Wednesday, December 21, 2005

The Case for Whimsical Design

I've had enough of Intelligent Design. It just doesn't explain enough. What's so intelligent about having an appendix that doesn't do anything except get infected? Or a tailbone, when there's no tail? What's so damn intelligent about hair that falls out of your head, or feet that get smelly, or the vulnerability to lower back strain that comes with bipedalism? Intelligent Design simply cannot compete with Darwin on matters like these. If there's any hope of challenging the place of science in the school curriculum, we need a stronger alternative than Intelligent Design. What we need is the theory of Whimsical Design.

Right away things are making more sense, don't you think? Case in point: an intelligent designer would have no business designing eyes that only last 40 years or so before you need booster glasses to read small print. A whimsical designer, though, would get a kick out of watching people hold a paper at arm's length, straining to make out the letters, denying emphatically that they need glasses. An intelligent designer would be hard-pressed to explain the balding gene. Under the theory of Whimsical Design, however, without balding there's no Hair Club for Men so of course it exists.
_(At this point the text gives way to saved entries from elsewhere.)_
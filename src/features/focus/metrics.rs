//! Monthly focus metrics.
//!
//! Aggregates finalized sessions from the calendar month containing a
//! reference date. Days are bucketed by the UTC date a session started.

use std::collections::BTreeMap;

use chrono::{DateTime, Datelike, NaiveDate, Utc};
use serde::{Deserialize, Serialize};

use super::session::Session;
use crate::error::HabitflowError;

/// Totals for a single day.
#[derive(Debug, Clone, PartialEq, Eq, Serialize, Deserialize)]
pub struct DailyMetric {
    /// Date (`YYYY-MM-DD`)
    pub date: NaiveDate,
    /// Total focus minutes
    pub total_duration: i64,
    /// Session count
    pub sessions_count: i64,
    /// Longest session in minutes
    pub longest_session: i64,
    /// Shortest session in minutes
    pub shortest_session: i64,
}

/// Totals for the whole month.
#[derive(Debug, Clone, PartialEq, Serialize, Deserialize)]
pub struct MonthlyMetric {
    /// Total focus minutes in the month
    pub total_month_duration: i64,
    /// Number of finalized sessions
    pub total_sessions: i64,
    /// Mean session length in minutes, 0 without sessions
    pub average_session_duration: f64,
}

/// Metrics for the month around a reference date.
#[derive(Debug, Clone, PartialEq, Serialize, Deserialize)]
pub struct FocusMetrics {
    /// First day of the covered month
    pub month: NaiveDate,
    /// Per-day totals, oldest first, only days with sessions
    pub daily_metrics: Vec<DailyMetric>,
    /// Month totals
    pub monthly_metrics: MonthlyMetric,
}

impl FocusMetrics {
    /// Aggregate `sessions` falling in the month of `reference_date`.
    ///
    /// Open sessions and sessions outside the month are ignored.
    #[must_use]
    #[allow(clippy::cast_precision_loss)]
    pub fn from_sessions(sessions: &[Session], reference_date: NaiveDate) -> Self {
        let month = first_of_month(reference_date);

        let mut by_day: BTreeMap<NaiveDate, Vec<i64>> = BTreeMap::new();
        for session in sessions {
            let Some(minutes) = session.duration_minutes else {
                continue;
            };
            let date = session.started_at.date_naive();
            if first_of_month(date) != month {
                continue;
            }
            by_day.entry(date).or_default().push(minutes);
        }

        let daily_metrics: Vec<DailyMetric> = by_day
            .into_iter()
            .map(|(date, minutes)| DailyMetric {
                date,
                total_duration: minutes.iter().sum(),
                sessions_count: minutes.len() as i64,
                longest_session: minutes.iter().copied().max().unwrap_or(0),
                shortest_session: minutes.iter().copied().min().unwrap_or(0),
            })
            .collect();

        let total_month_duration: i64 = daily_metrics.iter().map(|d| d.total_duration).sum();
        let total_sessions: i64 = daily_metrics.iter().map(|d| d.sessions_count).sum();
        let average_session_duration = if total_sessions > 0 {
            total_month_duration as f64 / total_sessions as f64
        } else {
            0.0
        };

        Self {
            month,
            daily_metrics,
            monthly_metrics: MonthlyMetric {
                total_month_duration,
                total_sessions,
                average_session_duration,
            },
        }
    }
}

/// First day of the month containing `date`.
#[must_use]
pub fn first_of_month(date: NaiveDate) -> NaiveDate {
    date.with_day(1).unwrap_or(date)
}

/// UTC bounds `[start, end)` of the month containing `date`.
///
/// # Errors
///
/// Returns `HabitflowError::InvalidInput` if the month lies outside chrono's range.
pub fn month_bounds(date: NaiveDate) -> Result<(DateTime<Utc>, DateTime<Utc>), HabitflowError> {
    let start = first_of_month(date);
    let next = if start.month() == 12 {
        NaiveDate::from_ymd_opt(start.year() + 1, 1, 1)
    } else {
        NaiveDate::from_ymd_opt(start.year(), start.month() + 1, 1)
    };
    let next = next
        .ok_or_else(|| HabitflowError::InvalidInput(format!("Date out of range: {date}")))?;

    Ok((
        start.and_time(chrono::NaiveTime::MIN).and_utc(),
        next.and_time(chrono::NaiveTime::MIN).and_utc(),
    ))
}
//! UI rendering for the TUI.

use ratatui::{
    layout::{Alignment, Constraint, Direction, Layout, Rect},
    style::{Color, Modifier, Style},
    text::{Line, Span},
    widgets::{Block, Borders, Gauge, Paragraph},
    Frame,
};

use crate::features::focus::{Mode, Phase};
use crate::tui::app::App;

/// Render the application UI.
pub fn render(frame: &mut Frame<'_>, app: &App) {
    let chunks = Layout::default()
        .direction(Direction::Vertical)
        .constraints([
            Constraint::Length(3), // Header
            Constraint::Length(5), // Countdown
            Constraint::Length(3), // Progress
            Constraint::Min(0),    // Settings and session count
            Constraint::Length(1), // Status bar
        ])
        .split(frame.area());

    render_header(frame, app, chunks[0]);
    render_countdown(frame, app, chunks[1]);
    render_progress(frame, app, chunks[2]);
    render_details(frame, app, chunks[3]);
    render_status_bar(frame, app, chunks[4]);
}

fn mode_color(app: &App) -> Color {
    match app.controller().mode() {
        Mode::Idle => Color::Cyan,
        Mode::Focus => Color::Red,
        Mode::Break => Color::Green,
        Mode::Paused => Color::Yellow,
    }
}

fn render_header(frame: &mut Frame<'_>, app: &App, area: Rect) {
    let controller = app.controller();
    let title = match (controller.mode(), controller.phase()) {
        (Mode::Paused, Some(Phase::Focus)) => " Paused (focus) ".to_string(),
        (Mode::Paused, Some(Phase::Break)) => " Paused (break) ".to_string(),
        (mode, _) => format!(" {mode} "),
    };

    let header = Paragraph::new(title)
        .alignment(Alignment::Center)
        .style(
            Style::default()
                .fg(mode_color(app))
                .add_modifier(Modifier::BOLD),
        )
        .block(
            Block::default()
                .borders(Borders::ALL)
                .border_style(Style::default().fg(mode_color(app))),
        );

    frame.render_widget(header, area);
}

fn render_countdown(frame: &mut Frame<'_>, app: &App, area: Rect) {
    let remaining = app.controller().format_remaining();
    let countdown = Paragraph::new(vec![
        Line::from(""),
        Line::from(Span::styled(
            remaining,
            Style::default()
                .fg(mode_color(app))
                .add_modifier(Modifier::BOLD),
        )),
    ])
    .alignment(Alignment::Center)
    .block(Block::default().borders(Borders::ALL));

    frame.render_widget(countdown, area);
}

fn render_progress(frame: &mut Frame<'_>, app: &App, area: Rect) {
    let progress = app.controller().progress().clamp(0.0, 1.0);
    let gauge = Gauge::default()
        .block(Block::default().borders(Borders::ALL))
        .gauge_style(Style::default().fg(mode_color(app)))
        .ratio(progress);

    frame.render_widget(gauge, area);
}

fn render_details(frame: &mut Frame<'_>, app: &App, area: Rect) {
    let settings = app.controller().settings();
    let saved = app.summary.sessions.len();

    let mut lines = vec![
        Line::from(vec![
            Span::styled("Focus ", Style::default().fg(Color::DarkGray)),
            Span::raw(format!("{} min", settings.focus_minutes())),
            Span::styled("   Break ", Style::default().fg(Color::DarkGray)),
            Span::raw(format!("{} min", settings.break_minutes())),
        ]),
        Line::from(vec![
            Span::styled("Sessions saved ", Style::default().fg(Color::DarkGray)),
            Span::raw(saved.to_string()),
        ]),
    ];

    if let Some(started) = app.controller().open_session_start() {
        lines.push(Line::from(vec![
            Span::styled("Session started ", Style::default().fg(Color::DarkGray)),
            Span::raw(
                started
                    .with_timezone(&chrono::Local)
                    .format("%H:%M")
                    .to_string(),
            ),
        ]));
    }

    let details = Paragraph::new(lines).block(Block::default().borders(Borders::ALL));
    frame.render_widget(details, area);
}

fn render_status_bar(frame: &mut Frame<'_>, app: &App, area: Rect) {
    let status_text = app
        .status
        .as_deref()
        .unwrap_or("s:start | p:pause | n:skip | x:stop | ?:help | q:quit");

    let status = Paragraph::new(status_text).style(Style::default().fg(Color::DarkGray));

    frame.render_widget(status, area);
}
//! Daily habit tracking.
//!
//! Habits are marked done at most once per day; stats report streaks and
//! completion rates over a trailing window.

pub mod habit;
pub mod stats;
pub mod storage;

pub use habit::{
    validate_color, validate_name, Habit, HabitEntry, HabitId, HabitPatch, DEFAULT_HABIT_COLOR,
};
pub use stats::{window_start, HabitStats, HabitSummary, StreakInfo};
pub use storage::HabitStorage;
//! Database migrations for habitflow.
//!
//! Each migration upgrades the schema by one version. Migrations run
//! automatically when the database is opened.

use rusqlite::Connection;
use tracing::info;

use crate::error::HabitflowError;

/// Current schema version.
const CURRENT_VERSION: i32 = 1;

/// Get the current schema version from the database.
///
/// Returns 0 for a new database.
pub fn get_version(conn: &Connection) -> Result<i32, HabitflowError> {
    conn.query_row("PRAGMA user_version", [], |row| row.get(0))
        .map_err(|e| HabitflowError::Database(format!("Failed to get schema version: {e}")))
}

fn set_version(conn: &Connection, version: i32) -> Result<(), HabitflowError> {
    conn.execute_batch(&format!("PRAGMA user_version = {version};"))
        .map_err(|e| HabitflowError::Database(format!("Failed to set schema version: {e}")))
}

/// Run all pending migrations.
pub fn run(conn: &Connection) -> Result<(), HabitflowError> {
    let current = get_version(conn)?;

    if current >= CURRENT_VERSION {
        return Ok(());
    }

    for version in (current + 1)..=CURRENT_VERSION {
        info!(version, "applying schema migration");
        run_migration(conn, version)?;
        set_version(conn, version)?;
    }

    Ok(())
}

fn run_migration(conn: &Connection, version: i32) -> Result<(), HabitflowError> {
    match version {
        1 => migrate_v1(conn),
        _ => Err(HabitflowError::Database(format!(
            "Unknown migration version: {version}"
        ))),
    }
}

/// Migration v1: Initial schema.
///
/// Creates tables for:
/// - `focus_sessions`: one row per focus session, `ended_at` NULL while open
/// - `habits`: tracked habits
/// - `habit_entries`: at most one completion record per habit per day
fn migrate_v1(conn: &Connection) -> Result<(), HabitflowError> {
    conn.execute_batch(
        r"
        CREATE TABLE IF NOT EXISTS focus_sessions (
            id INTEGER PRIMARY KEY AUTOINCREMENT,
            started_at TEXT NOT NULL,
            ended_at TEXT,
            duration_minutes INTEGER
        );

        CREATE INDEX IF NOT EXISTS idx_focus_sessions_started
        ON focus_sessions(started_at);

        CREATE TABLE IF NOT EXISTS habits (
            id INTEGER PRIMARY KEY AUTOINCREMENT,
            name TEXT NOT NULL,
            description TEXT,
            color TEXT NOT NULL,
            created_at TEXT NOT NULL,
            updated_at TEXT NOT NULL
        );

        CREATE TABLE IF NOT EXISTS habit_entries (
            id INTEGER PRIMARY KEY AUTOINCREMENT,
            habit_id INTEGER NOT NULL REFERENCES habits(id) ON DELETE CASCADE,
            date TEXT NOT NULL,
            completed INTEGER NOT NULL DEFAULT 1,
            created_at TEXT NOT NULL,
            UNIQUE (habit_id, date)
        );

        CREATE INDEX IF NOT EXISTS idx_habit_entries_date
        ON habit_entries(date);
        ",
    )
    .map_err(|e| HabitflowError::Database(format!("Migration v1 failed: {e}")))
}

#[cfg(test)]
mod tests {
    use super::*;

    #[test]
    fn test_migration_v1() {
        let conn = Connection::open_in_memory().unwrap();

        run(&conn).unwrap();
        assert_eq!(get_version(&conn).unwrap(), CURRENT_VERSION);

        conn.execute(
            "INSERT INTO focus_sessions (started_at, ended_at, duration_minutes)
             VALUES ('2024-01-01T10:00:00+00:00', '2024-01-01T10:25:00+00:00', 25)",
            [],
        )
        .unwrap();

        conn.execute(
            "INSERT INTO habits (name, color, created_at, updated_at)
             VALUES ('Read', '#3b82f6', '2024-01-01T10:00:00+00:00', '2024-01-01T10:00:00+00:00')",
            [],
        )
        .unwrap();

        conn.execute(
            "INSERT INTO habit_entries (habit_id, date, created_at)
             VALUES (1, '2024-01-01', '2024-01-01T10:00:00+00:00')",
            [],
        )
        .unwrap();
    }

    #[test]
    fn test_one_entry_per_habit_per_day() {
        let conn = Connection::open_in_memory().unwrap();
        run(&conn).unwrap();

        conn.execute(
            "INSERT INTO habits (name, color, created_at, updated_at)
             VALUES ('Read', '#3b82f6', 'x', 'x')",
            [],
        )
        .unwrap();
        let insert = "INSERT INTO habit_entries (habit_id, date, created_at)
                      VALUES (1, '2024-01-01', 'x')";
        conn.execute(insert, []).unwrap();
        assert!(conn.execute(insert, []).is_err());
    }

    #[test]
    fn test_migration_idempotent() {
        let conn = Connection::open_in_memory().unwrap();

        run(&conn).unwrap();
        run(&conn).unwrap();

        assert_eq!(get_version(&conn).unwrap(), CURRENT_VERSION);
    }

    #[test]
    fn test_get_version_new_database() {
        let conn = Connection::open_in_memory().unwrap();
        assert_eq!(get_version(&conn).unwrap(), 0);
    }
}
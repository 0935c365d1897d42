//! Habit storage.
//!
//! Persists habits and their daily completion entries to the local database.

use chrono::{NaiveDate, Utc};
use rusqlite::{params, OptionalExtension, Row};
use tracing::{debug, info};

use super::habit::{
    normalize_description, validate_color, validate_name, Habit, HabitEntry, HabitId, HabitPatch,
};
use crate::error::HabitflowError;
use crate::storage::columns::{date, parse_date, parse_timestamp, timestamp};
use crate::storage::Database;

const HABIT_COLUMNS: &str = "id, name, description, color, created_at, updated_at";
const ENTRY_COLUMNS: &str = "habit_id, date, completed, created_at";

/// Storage for habits and habit entries.
pub struct HabitStorage {
    db: Database,
}

impl HabitStorage {
    /// Open habit storage on the default database.
    ///
    /// # Errors
    ///
    /// Returns an error if the database cannot be opened.
    pub fn new() -> Result<Self, HabitflowError> {
        Ok(Self {
            db: Database::open()?,
        })
    }

    /// Create storage with an existing database connection.
    #[must_use]
    pub const fn with_database(db: Database) -> Self {
        Self { db }
    }

    /// Create a habit.
    ///
    /// # Errors
    ///
    /// Returns an error if the name or color is invalid, or the insert fails.
    pub fn create(
        &self,
        name: &str,
        description: Option<&str>,
        color: &str,
    ) -> Result<Habit, HabitflowError> {
        let name = validate_name(name)?;
        let color = validate_color(color)?;
        let description = normalize_description(description);
        let now = Utc::now();

        let conn = self.db.connection();
        conn.execute(
            "INSERT INTO habits (name, description, color, created_at, updated_at)
             VALUES (?1, ?2, ?3, ?4, ?4)",
            params![name, description, color, timestamp(now)],
        )
        .map_err(|e| HabitflowError::Database(format!("Failed to insert habit: {e}")))?;

        let id = conn.last_insert_rowid();
        info!(id, name = %name, "habit created");

        Ok(Habit {
            id,
            name,
            description,
            color,
            created_at: now,
            updated_at: now,
        })
    }

    /// List all habits, newest first.
    ///
    /// # Errors
    ///
    /// Returns an error if the query fails.
    pub fn list(&self) -> Result<Vec<Habit>, HabitflowError> {
        let conn = self.db.connection();
        let sql = format!("SELECT {HABIT_COLUMNS} FROM habits ORDER BY created_at DESC, id DESC");

        let mut stmt = conn
            .prepare(&sql)
            .map_err(|e| HabitflowError::Database(format!("Failed to prepare query: {e}")))?;
        let rows = stmt
            .query_map([], row_to_habit)
            .map_err(|e| HabitflowError::Database(format!("Failed to query habits: {e}")))?;

        let mut habits = Vec::new();
        for row in rows {
            habits.push(row?);
        }
        Ok(habits)
    }

    /// Get a habit by ID.
    ///
    /// # Errors
    ///
    /// Returns an error if the query fails.
    pub fn get(&self, id: HabitId) -> Result<Option<Habit>, HabitflowError> {
        let sql = format!("SELECT {HABIT_COLUMNS} FROM habits WHERE id = ?1");
        self.db
            .connection()
            .query_row(&sql, [id], row_to_habit)
            .optional()
            .map_err(|e| HabitflowError::Database(format!("Failed to query habit: {e}")))
    }

    /// Find a habit by name, ignoring case. The oldest match wins.
    ///
    /// # Errors
    ///
    /// Returns an error if the query fails.
    pub fn find_by_name(&self, name: &str) -> Result<Option<Habit>, HabitflowError> {
        let sql = format!(
            "SELECT {HABIT_COLUMNS} FROM habits
             WHERE name = ?1 COLLATE NOCASE
             ORDER BY created_at, id LIMIT 1"
        );
        self.db
            .connection()
            .query_row(&sql, [name.trim()], row_to_habit)
            .optional()
            .map_err(|e| HabitflowError::Database(format!("Failed to query habit: {e}")))
    }

    /// Apply a patch to a habit and bump its `updated_at`.
    ///
    /// # Errors
    ///
    /// Returns `NotFound` for an unknown ID, `InvalidInput` for a bad name or
    /// color, or a database error.
    pub fn update(&self, id: HabitId, patch: &HabitPatch) -> Result<Habit, HabitflowError> {
        let mut habit = self
            .get(id)?
            .ok_or_else(|| HabitflowError::NotFound(format!("Habit {id}")))?;

        if patch.is_empty() {
            debug!(id, "empty habit patch");
            return Ok(habit);
        }

        if let Some(name) = &patch.name {
            habit.name = validate_name(name)?;
        }
        if let Some(description) = &patch.description {
            habit.description = normalize_description(description.as_deref());
        }
        if let Some(color) = &patch.color {
            habit.color = validate_color(color)?;
        }
        habit.updated_at = Utc::now();

        self.db
            .connection()
            .execute(
                "UPDATE habits SET name = ?1, description = ?2, color = ?3, updated_at = ?4
                 WHERE id = ?5",
                params![
                    habit.name,
                    habit.description,
                    habit.color,
                    timestamp(habit.updated_at),
                    id
                ],
            )
            .map_err(|e| HabitflowError::Database(format!("Failed to update habit: {e}")))?;

        info!(id, "habit updated");
        Ok(habit)
    }

    /// Delete a habit and its entries. Returns whether it existed.
    ///
    /// # Errors
    ///
    /// Returns an error if the delete fails.
    pub fn delete(&self, id: HabitId) -> Result<bool, HabitflowError> {
        let rows = self
            .db
            .connection()
            .execute("DELETE FROM habits WHERE id = ?1", [id])
            .map_err(|e| HabitflowError::Database(format!("Failed to delete habit: {e}")))?;

        if rows > 0 {
            info!(id, "habit deleted");
        }
        Ok(rows > 0)
    }

    /// Mark a habit done on `day`, or flip the existing entry.
    ///
    /// # Errors
    ///
    /// Returns `NotFound` for an unknown habit, or a database error.
    pub fn toggle(&self, habit_id: HabitId, day: NaiveDate) -> Result<HabitEntry, HabitflowError> {
        if self.get(habit_id)?.is_none() {
            return Err(HabitflowError::NotFound(format!("Habit {habit_id}")));
        }

        let conn = self.db.connection();
        conn.execute(
            "INSERT INTO habit_entries (habit_id, date, completed, created_at)
             VALUES (?1, ?2, 1, ?3)
             ON CONFLICT (habit_id, date) DO UPDATE SET completed = NOT completed",
            params![habit_id, date(day), timestamp(Utc::now())],
        )
        .map_err(|e| HabitflowError::Database(format!("Failed to toggle entry: {e}")))?;

        let sql = format!("SELECT {ENTRY_COLUMNS} FROM habit_entries WHERE habit_id = ?1 AND date = ?2");
        let entry = conn
            .query_row(&sql, params![habit_id, date(day)], row_to_entry)
            .map_err(|e| HabitflowError::Database(format!("Failed to read entry: {e}")))?;

        info!(habit_id, date = %day, completed = entry.completed, "habit entry toggled");
        Ok(entry)
    }

    /// Entries dated within `[start, end]`, oldest first.
    ///
    /// # Errors
    ///
    /// Returns an error if the query fails.
    pub fn entries_in_range(
        &self,
        start: NaiveDate,
        end: NaiveDate,
    ) -> Result<Vec<HabitEntry>, HabitflowError> {
        let sql = format!(
            "SELECT {ENTRY_COLUMNS} FROM habit_entries
             WHERE date >= ?1 AND date <= ?2
             ORDER BY date, habit_id"
        );
        self.query_entries(&sql, params![date(start), date(end)])
    }

    /// All entries of one habit, newest first.
    ///
    /// # Errors
    ///
    /// Returns an error if the query fails.
    pub fn entries_for_habit(&self, habit_id: HabitId) -> Result<Vec<HabitEntry>, HabitflowError> {
        let sql = format!(
            "SELECT {ENTRY_COLUMNS} FROM habit_entries WHERE habit_id = ?1 ORDER BY date DESC"
        );
        self.query_entries(&sql, params![habit_id])
    }

    fn query_entries(
        &self,
        sql: &str,
        params: impl rusqlite::Params,
    ) -> Result<Vec<HabitEntry>, HabitflowError> {
        let conn = self.db.connection();
        let mut stmt = conn
            .prepare(sql)
            .map_err(|e| HabitflowError::Database(format!("Failed to prepare query: {e}")))?;
        let rows = stmt
            .query_map(params, row_to_entry)
            .map_err(|e| HabitflowError::Database(format!("Failed to query entries: {e}")))?;

        let mut entries = Vec::new();
        for row in rows {
            entries.push(row?);
        }
        Ok(entries)
    }
}

fn row_to_habit(row: &Row<'_>) -> Result<Habit, rusqlite::Error> {
    let created_at: String = row.get(4)?;
    let updated_at: String = row.get(5)?;

    Ok(Habit {
        id: row.get(0)?,
        name: row.get(1)?,
        description: row.get(2)?,
        color: row.get(3)?,
        created_at: parse_timestamp(4, &created_at)?,
        updated_at: parse_timestamp(5, &updated_at)?,
    })
}

fn row_to_entry(row: &Row<'_>) -> Result<HabitEntry, rusqlite::Error> {
    let day: String = row.get(1)?;
    let created_at: String = row.get(3)?;

    Ok(HabitEntry {
        habit_id: row.get(0)?,
        date: parse_date(1, &day)?,
        completed: row.get(2)?,
        created_at: parse_timestamp(3, &created_at)?,
    })
}

#[cfg(test)]
mod tests {
    use super::*;
    use crate::features::habits::DEFAULT_HABIT_COLOR;

    fn create_test_storage() -> HabitStorage {
        HabitStorage::with_database(Database::open_in_memory().unwrap())
    }

    fn day(d: u32) -> NaiveDate {
        NaiveDate::from_ymd_opt(2024, 5, d).unwrap()
    }

    #[test]
    fn test_create_and_get() {
        let storage = create_test_storage();
        let habit = storage
            .create(" Read ", Some("20 pages"), "#FF0000")
            .unwrap();

        assert_eq!(habit.name, "Read");
        assert_eq!(habit.color, "#ff0000");

        let loaded = storage.get(habit.id).unwrap().unwrap();
        assert_eq!(loaded, habit);
        assert!(storage.get(999).unwrap().is_none());
    }

    #[test]
    fn test_create_rejects_invalid_input() {
        let storage = create_test_storage();
        assert!(matches!(
            storage.create("  ", None, DEFAULT_HABIT_COLOR),
            Err(HabitflowError::InvalidInput(_))
        ));
        assert!(matches!(
            storage.create("Run", None, "blue"),
            Err(HabitflowError::InvalidInput(_))
        ));
        assert!(storage.list().unwrap().is_empty());
    }

    #[test]
    fn test_list_newest_first() {
        let storage = create_test_storage();
        let first = storage.create("Walk", None, DEFAULT_HABIT_COLOR).unwrap();
        let second = storage.create("Stretch", None, DEFAULT_HABIT_COLOR).unwrap();

        let habits = storage.list().unwrap();
        assert_eq!(habits.len(), 2);
        assert_eq!(habits[0].id, second.id);
        assert_eq!(habits[1].id, first.id);
    }

    #[test]
    fn test_find_by_name_ignores_case() {
        let storage = create_test_storage();
        let habit = storage.create("Meditate", None, DEFAULT_HABIT_COLOR).unwrap();

        assert_eq!(storage.find_by_name("meditate").unwrap().unwrap().id, habit.id);
        assert!(storage.find_by_name("journal").unwrap().is_none());
    }

    #[test]
    fn test_update_applies_patch() {
        let storage = create_test_storage();
        let habit = storage
            .create("Water", Some("8 glasses"), DEFAULT_HABIT_COLOR)
            .unwrap();

        let patch = HabitPatch {
            name: Some("Hydrate".to_string()),
            description: Some(None),
            color: None,
        };
        let updated = storage.update(habit.id, &patch).unwrap();
        assert_eq!(updated.name, "Hydrate");
        assert_eq!(updated.description, None);
        assert_eq!(updated.color, DEFAULT_HABIT_COLOR);
        assert!(updated.updated_at >= habit.updated_at);

        assert_eq!(storage.get(habit.id).unwrap().unwrap().name, "Hydrate");
        assert!(matches!(
            storage.update(42, &patch),
            Err(HabitflowError::NotFound(_))
        ));
    }

    #[test]
    fn test_delete_removes_entries() {
        let storage = create_test_storage();
        let habit = storage.create("Floss", None, DEFAULT_HABIT_COLOR).unwrap();
        storage.toggle(habit.id, day(1)).unwrap();

        assert!(storage.delete(habit.id).unwrap());
        assert!(!storage.delete(habit.id).unwrap());
        assert!(storage.entries_in_range(day(1), day(31)).unwrap().is_empty());
    }

    #[test]
    fn test_toggle_flips_existing_entry() {
        let storage = create_test_storage();
        let habit = storage.create("Run", None, DEFAULT_HABIT_COLOR).unwrap();

        let entry = storage.toggle(habit.id, day(3)).unwrap();
        assert!(entry.completed);
        assert_eq!(entry.date, day(3));

        let entry = storage.toggle(habit.id, day(3)).unwrap();
        assert!(!entry.completed);

        let entry = storage.toggle(habit.id, day(3)).unwrap();
        assert!(entry.completed);

        assert_eq!(storage.entries_for_habit(habit.id).unwrap().len(), 1);
    }

    #[test]
    fn test_toggle_unknown_habit() {
        let storage = create_test_storage();
        assert!(matches!(
            storage.toggle(7, day(1)),
            Err(HabitflowError::NotFound(_))
        ));
    }

    #[test]
    fn test_entry_queries() {
        let storage = create_test_storage();
        let a = storage.create("A", None, DEFAULT_HABIT_COLOR).unwrap();
        let b = storage.create("B", None, DEFAULT_HABIT_COLOR).unwrap();
        for d in [1, 2, 5] {
            storage.toggle(a.id, day(d)).unwrap();
        }
        storage.toggle(b.id, day(2)).unwrap();

        let range = storage.entries_in_range(day(2), day(5)).unwrap();
        assert_eq!(range.len(), 3);
        assert_eq!(range[0].date, day(2));
        assert_eq!(range[2].date, day(5));

        let for_a = storage.entries_for_habit(a.id).unwrap();
        let dates: Vec<_> = for_a.iter().map(|e| e.date).collect();
        assert_eq!(dates, vec![day(5), day(2), day(1)]);
    }
}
Why would an eight-year-old child think it's a good idea to use sandpaper to scratch the words "Yo Mama" into the paint on the door of the family car? An intelligent designer would make kids who are compliant and logical. Only a whimsical designer would try to achieve this kind of outcome.

Intelligent Design is simply a theory that doesn't fit the facts. Whimsical Design is a far comprehensive and reliable theory that will stand up to scrutiny. Please join my crusade to put the theory of Whimsical Design into the classroom where it belongs.